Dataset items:

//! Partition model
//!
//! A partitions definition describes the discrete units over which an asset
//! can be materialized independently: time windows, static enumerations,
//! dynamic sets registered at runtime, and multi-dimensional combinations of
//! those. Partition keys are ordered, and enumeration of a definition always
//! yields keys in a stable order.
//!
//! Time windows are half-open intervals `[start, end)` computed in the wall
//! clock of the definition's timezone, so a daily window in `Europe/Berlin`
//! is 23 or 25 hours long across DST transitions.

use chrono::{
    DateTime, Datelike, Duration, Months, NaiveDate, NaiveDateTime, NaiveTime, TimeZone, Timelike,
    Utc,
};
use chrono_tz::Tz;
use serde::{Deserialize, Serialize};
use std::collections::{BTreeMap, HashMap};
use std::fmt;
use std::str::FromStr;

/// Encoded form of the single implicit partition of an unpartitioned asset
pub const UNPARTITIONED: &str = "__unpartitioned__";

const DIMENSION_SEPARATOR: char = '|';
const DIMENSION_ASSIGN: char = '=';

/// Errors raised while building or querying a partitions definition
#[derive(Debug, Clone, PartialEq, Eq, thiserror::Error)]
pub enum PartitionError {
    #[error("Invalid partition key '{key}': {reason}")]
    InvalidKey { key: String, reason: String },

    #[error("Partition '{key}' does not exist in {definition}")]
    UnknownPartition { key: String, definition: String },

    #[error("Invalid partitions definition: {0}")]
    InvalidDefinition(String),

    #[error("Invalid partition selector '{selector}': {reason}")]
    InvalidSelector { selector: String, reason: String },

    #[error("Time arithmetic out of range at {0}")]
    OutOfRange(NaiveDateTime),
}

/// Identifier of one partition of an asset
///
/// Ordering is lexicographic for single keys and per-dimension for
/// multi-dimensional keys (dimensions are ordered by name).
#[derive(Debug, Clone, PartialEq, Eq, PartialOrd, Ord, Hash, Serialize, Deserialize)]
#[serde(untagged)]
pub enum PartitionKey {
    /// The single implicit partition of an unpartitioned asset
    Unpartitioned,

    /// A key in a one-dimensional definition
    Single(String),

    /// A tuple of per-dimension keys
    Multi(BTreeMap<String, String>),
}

--

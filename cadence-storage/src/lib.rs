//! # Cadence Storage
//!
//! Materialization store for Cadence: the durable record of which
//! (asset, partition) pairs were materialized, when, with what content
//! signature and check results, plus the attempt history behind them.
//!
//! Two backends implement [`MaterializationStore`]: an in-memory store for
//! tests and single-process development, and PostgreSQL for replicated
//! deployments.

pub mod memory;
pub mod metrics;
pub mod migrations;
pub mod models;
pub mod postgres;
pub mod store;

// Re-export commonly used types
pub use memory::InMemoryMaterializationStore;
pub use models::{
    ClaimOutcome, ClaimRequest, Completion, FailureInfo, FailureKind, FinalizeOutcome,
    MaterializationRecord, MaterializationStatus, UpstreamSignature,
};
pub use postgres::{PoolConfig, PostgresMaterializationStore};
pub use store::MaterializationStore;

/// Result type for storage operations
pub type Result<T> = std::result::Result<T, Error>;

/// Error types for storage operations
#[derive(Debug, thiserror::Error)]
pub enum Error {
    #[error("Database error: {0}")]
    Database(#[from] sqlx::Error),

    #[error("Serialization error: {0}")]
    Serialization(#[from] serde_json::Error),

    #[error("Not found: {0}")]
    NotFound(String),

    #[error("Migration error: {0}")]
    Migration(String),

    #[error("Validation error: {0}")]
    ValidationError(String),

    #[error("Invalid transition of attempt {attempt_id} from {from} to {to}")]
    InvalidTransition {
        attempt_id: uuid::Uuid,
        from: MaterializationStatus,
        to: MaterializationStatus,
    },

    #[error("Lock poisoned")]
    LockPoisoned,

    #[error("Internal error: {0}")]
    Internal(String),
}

## [Task requirements]
From the records above, count how many lines hold the string "char", then give only that number.

## [Reply to the exercise]
2